Thread 20 (Thread 0x7fe1bb28f700 (LWP 18862)):
#0 0x00007fe1c8f16237 in pthread_join () from /lib64/libpthread.so.0
#1 0x00007fe1c42e91dd in TPosixThread::Join (this=0x24c08f0, th=0x45fba70,
ret=0x0) at /home/joa/root_debug/core/thread/src/TPosixThread.cxx:68
#2 0x00007fe1c42e6120 in TThread::Join (this=0x45fba70, ret=0x0)
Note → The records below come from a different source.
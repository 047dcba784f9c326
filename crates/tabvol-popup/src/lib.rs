//! Popup-side messaging: typed command wrappers over the runtime bus,
//! plus the inbound listener that refreshes the tab list when the
//! background reports an audio status change.

pub mod commands;
pub mod listener;

pub use commands::PopupCommands;
pub use listener::{spawn_refresh_listener, PopupController};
at /home/joa/root_debug/core/thread/src/TThread.cxx:512
#3 0x00007fe1c42e5390 in TJoinHelper::JoinFunc (p=0x7ffd508cc950)
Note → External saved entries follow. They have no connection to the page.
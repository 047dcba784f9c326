use std::sync::Arc;

use async_trait::async_trait;
use tokio::sync::broadcast;
use tokio::task::JoinHandle;

use tabvol_common::Message;

/// The popup controller as the listener sees it: something that can
/// reload the audible-tab list.
#[async_trait]
pub trait PopupController: Send + Sync {
    async fn load_audio_tabs(&self);
}

/// Subscribe the popup to bus messages and refresh the tab list on every
/// `audioStatusChanged`. All other actions are ignored.
///
/// Returns the listener task's handle. The popup never tears this down
/// itself (the subscription lives as long as the popup does), but a caller
/// that wants a bounded lifetime can abort the handle.
pub fn spawn_refresh_listener(
    mut messages: broadcast::Receiver<Message>,
    controller: Arc<dyn PopupController>,
) -> JoinHandle<()> {
    tokio::spawn(async move {
        loop {
            match messages.recv().await {
                Ok(Message::AudioStatusChanged) => {
                    tracing::debug!("audio status changed, refreshing tab list");
                    controller.load_audio_tabs().await;
                }
                Ok(_) => {}
                Err(broadcast::error::RecvError::Lagged(skipped)) => {
                    tracing::debug!(skipped, "refresh listener lagged, catching up");
                }
                Err(broadcast::error::RecvError::Closed) => break,
            }
        }
    })
}

#[cfg(test)]
mod tests {
    use super::*;

    use std::sync::atomic::{AtomicUsize, Ordering};

    use tabvol_common::TabId;
    use tokio::task::yield_now;

    #[derive(Default)]
    struct CountingController {
        refreshes: AtomicUsize,
    }

    impl CountingController {
        fn refreshes(&self) -> usize {
            self.refreshes.load(Ordering::SeqCst)
        }
    }

    #[async_trait]
    impl PopupController for CountingController {
        async fn load_audio_tabs(&self) {
            self.refreshes.fetch_add(1, Ordering::SeqCst);
        }
    }

    async fn drain() {
        // Let the listener task observe everything queued so far.
        for _ in 0..8 {
            yield_now().await;
        }
    }

    #[tokio::test]
    async fn audio_status_changed_triggers_one_refresh() {
        let (tx, rx) = broadcast::channel(16);
        let controller = Arc::new(CountingController::default());
        let handle = spawn_refresh_listener(rx, controller.clone());

        tx.send(Message::AudioStatusChanged).unwrap();
        drain().await;

        assert_eq!(controller.refreshes(), 1);
        handle.abort();
    }

    #[tokio::test]
    async fn other_actions_are_ignored() {
        let (tx, rx) = broadcast::channel(16);
        let controller = Arc::new(CountingController::default());
        let handle = spawn_refresh_listener(rx, controller.clone());

        tx.send(Message::TabAudioStarted { tab_id: TabId(1) }).unwrap();
        tx.send(Message::TabAudioListUpdated).unwrap();
        tx.send(Message::Unknown).unwrap();
        drain().await;

        assert_eq!(controller.refreshes(), 0);
        handle.abort();
    }

    #[tokio::test]
    async fn each_status_change_refreshes_again() {
        let (tx, rx) = broadcast::channel(16);
        let controller = Arc::new(CountingController::default());
        let handle = spawn_refresh_listener(rx, controller.clone());

        tx.send(Message::AudioStatusChanged).unwrap();
        tx.send(Message::TabAudioListUpdated).unwrap();
        tx.send(Message::AudioStatusChanged).unwrap();
        drain().await;

        assert_eq!(controller.refreshes(), 2);
        handle.abort();
    }

    #[tokio::test]
    async fn listener_exits_when_bus_closes() {
        let (tx, rx) = broadcast::channel(16);
        let controller = Arc::new(CountingController::default());
        let handle = spawn_refresh_listener(rx, controller);

        drop(tx);

        handle.await.unwrap();
    }
}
at /home/joa/root_debug/core/thread/src/TThread.cxx:131
#4 0x00007fe1c42e6b2f in TThread::Function (ptr=0x45e35b0)
at /home/joa/root_debug/core/thread/src/TThread.cxx:812
#5 0x00007fe1c8f14ee5 in start_thread () from /lib64/libpthread.so.0
#6 0x00007fe1c8c43d1d in clone () from /lib64/libc.so.6

Thread 19 (Thread 0x7fe1bba90700 (LWP 18861)):
#0 0x00007fe1c8f1b51d in __lll_lock_wait () from /lib64/libpthread.so.0
#1 0x00007fe1c8f17136 in _L_lock_870 () from /lib64/libpthread.so.0
#2 0x00007fe1c8f1702f in pthread_mutex_lock () from /lib64/libpthread.so.0
#3 0x00007fe1c42e8f38 in TPosixMutex::Lock (this=0x3285640)
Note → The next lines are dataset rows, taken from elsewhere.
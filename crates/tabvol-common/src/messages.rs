//! Wire schema for the extension message bus.
//!
//! Every message is a JSON object tagged by its `action` field, matching
//! what the background page, popup, and content scripts exchange. Replies
//! are untyped (`serde_json::Value`); their shape is owned by whichever
//! handler answers.

use serde::{Deserialize, Serialize};
use std::fmt;

/// Identifier of a browser tab.
#[derive(Debug, Clone, Copy, PartialEq, Eq, Hash, Serialize, Deserialize)]
#[serde(transparent)]
pub struct TabId(pub u32);

impl fmt::Display for TabId {
    fn fmt(&self, f: &mut fmt::Formatter<'_>) -> fmt::Result {
        write!(f, "{}", self.0)
    }
}

/// Every message that crosses the runtime bus or a tab-scoped channel.
///
/// Notification variants flow background -> popup and expect no reply.
/// Command variants flow popup -> background/content and resolve with a
/// handler-defined reply.
#[derive(Debug, Clone, PartialEq, Serialize, Deserialize)]
#[serde(tag = "action", rename_all = "camelCase", rename_all_fields = "camelCase")]
pub enum Message {
    // -- Notifications (background -> popup) --
    TabAudioStarted {
        tab_id: TabId,
    },
    TabAudioStopped {
        tab_id: TabId,
    },
    TabAudioListUpdated,
    TabTitleChanged {
        tab_id: TabId,
        title: String,
    },
    ActiveTabChanged {
        tab_id: TabId,
    },
    AudioStatusChanged,

    // -- Commands (popup -> background/content) --
    GetTabAudioStatus,
    /// Tab-scoped form carries only `volume`; the bus-scoped form adds
    /// `tabId` so the background knows which tab was adjusted.
    SetVolume {
        #[serde(default, skip_serializing_if = "Option::is_none")]
        tab_id: Option<TabId>,
        volume: f64,
    },
    GetVolume,
    ApplyToAllTabs {
        volume: f64,
    },
    ResetAllTabs,

    /// Actions this component does not know about. Ignored, never an error.
    #[serde(other)]
    Unknown,
}

#[cfg(test)]
mod tests {
    use super::*;
    use serde_json::json;

    #[test]
    fn notification_wire_shapes() {
        let msg = Message::TabAudioStarted { tab_id: TabId(7) };
        let value = serde_json::to_value(&msg).unwrap();
        assert_eq!(value, json!({"action": "tabAudioStarted", "tabId": 7}));

        let msg = Message::TabAudioStopped { tab_id: TabId(7) };
        let value = serde_json::to_value(&msg).unwrap();
        assert_eq!(value, json!({"action": "tabAudioStopped", "tabId": 7}));

        let msg = Message::TabAudioListUpdated;
        let value = serde_json::to_value(&msg).unwrap();
        assert_eq!(value, json!({"action": "tabAudioListUpdated"}));

        let msg = Message::TabTitleChanged {
            tab_id: TabId(3),
            title: "Lo-fi beats".into(),
        };
        let value = serde_json::to_value(&msg).unwrap();
        assert_eq!(
            value,
            json!({"action": "tabTitleChanged", "tabId": 3, "title": "Lo-fi beats"})
        );

        let msg = Message::ActiveTabChanged { tab_id: TabId(9) };
        let value = serde_json::to_value(&msg).unwrap();
        assert_eq!(value, json!({"action": "activeTabChanged", "tabId": 9}));
    }

    #[test]
    fn set_volume_tab_scoped_omits_tab_id() {
        let msg = Message::SetVolume {
            tab_id: None,
            volume: 0.3,
        };
        let value = serde_json::to_value(&msg).unwrap();
        assert_eq!(value, json!({"action": "setVolume", "volume": 0.3}));
    }

    #[test]
    fn set_volume_bus_scoped_carries_tab_id() {
        let msg = Message::SetVolume {
            tab_id: Some(TabId(5)),
            volume: 0.3,
        };
        let value = serde_json::to_value(&msg).unwrap();
        assert_eq!(
            value,
            json!({"action": "setVolume", "tabId": 5, "volume": 0.3})
        );
    }

    #[test]
    fn command_wire_shapes() {
        let value = serde_json::to_value(Message::GetTabAudioStatus).unwrap();
        assert_eq!(value, json!({"action": "getTabAudioStatus"}));

        let value = serde_json::to_value(Message::GetVolume).unwrap();
        assert_eq!(value, json!({"action": "getVolume"}));

        let value = serde_json::to_value(Message::ApplyToAllTabs { volume: 0.8 }).unwrap();
        assert_eq!(value, json!({"action": "applyToAllTabs", "volume": 0.8}));

        let value = serde_json::to_value(Message::ResetAllTabs).unwrap();
        assert_eq!(value, json!({"action": "resetAllTabs"}));
    }

    #[test]
    fn audio_status_changed_ignores_extra_fields() {
        let msg: Message =
            serde_json::from_value(json!({"action": "audioStatusChanged", "tabCount": 4}))
                .unwrap();
        assert_eq!(msg, Message::AudioStatusChanged);
    }

    #[test]
    fn unknown_action_deserializes() {
        let msg: Message =
            serde_json::from_value(json!({"action": "someFutureAction", "x": 1})).unwrap();
        assert_eq!(msg, Message::Unknown);
    }

    #[test]
    fn roundtrip() {
        let messages = vec![
            Message::TabAudioStarted { tab_id: TabId(1) },
            Message::TabTitleChanged {
                tab_id: TabId(2),
                title: "t".into(),
            },
            Message::SetVolume {
                tab_id: Some(TabId(5)),
                volume: 0.3,
            },
            Message::ResetAllTabs,
        ];
        for msg in &messages {
            let json = serde_json::to_string(msg).unwrap();
            let back: Message = serde_json::from_str(&json).unwrap();
            assert_eq!(*msg, back);
        }
    }

    #[test]
    fn tab_id_display_and_transparency() {
        assert_eq!(TabId(42).to_string(), "42");
        let value = serde_json::to_value(TabId(42)).unwrap();
        assert_eq!(value, json!(42));
    }
}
at /home/joa/root_debug/core/thread/src/TPosixMutex.cxx:75
#4 0x00007fe1c42e44e1 in TMutex::Lock (this=0x44328a0)
at /home/joa/root_debug/core/thread/src/TMutex.cxx:48
#5 0x00007fe1c42e69c4 in TThread::Lock ()
at /home/joa/root_debug/core/thread/src/TThread.cxx:760
#6 0x00007fe1bccaeffc in testfkn (targs=0x3eb33c0)
at /home/joa/test/./threads.cxx:12
#7 0x00007fe1c42e6b2f in TThread::Function (ptr=0x45db940)
at /home/joa/root_debug/core/thread/src/TThread.cxx:812
#8 0x00007fe1c8f14ee5 in start_thread () from /lib64/libpthread.so.0
#9 0x00007fe1c8c43d1d in clone () from /lib64/libc.so.6

Thread 18 (Thread 0x7fe1bc291700 (LWP 18860)):
#0 0x00007fe1c8f1b51d in __lll_lock_wait () from /lib64/libpthread.so.0
#1 0x00007fe1c8f17136 in _L_lock_870 () from /lib64/libpthread.so.0
#2 0x00007fe1c8f1702f in pthread_mutex_lock () from /lib64/libpthread.so.0
#3 0x00007fe1c42e8f38 in TPosixMutex::Lock (this=0x3285640)
at /home/joa/root_debug/core/thread/src/TPosixMutex.cxx:75
#4 0x00007fe1c42e44e1 in TMutex::Lock (this=0x44328a0)
at /home/joa/root_debug/core/thread/src/TMutex.cxx:48
#5 0x00007fe1c42e69c4 in TThread::Lock ()
at /home/joa/root_debug/core/thread/src/TThread.cxx:760
#6 0x00007fe1bccaeffc in testfkn (targs=0x3884730)
at /home/joa/test/./threads.cxx:12
#7 0x00007fe1c42e6b2f in TThread::Function (ptr=0x34663b0)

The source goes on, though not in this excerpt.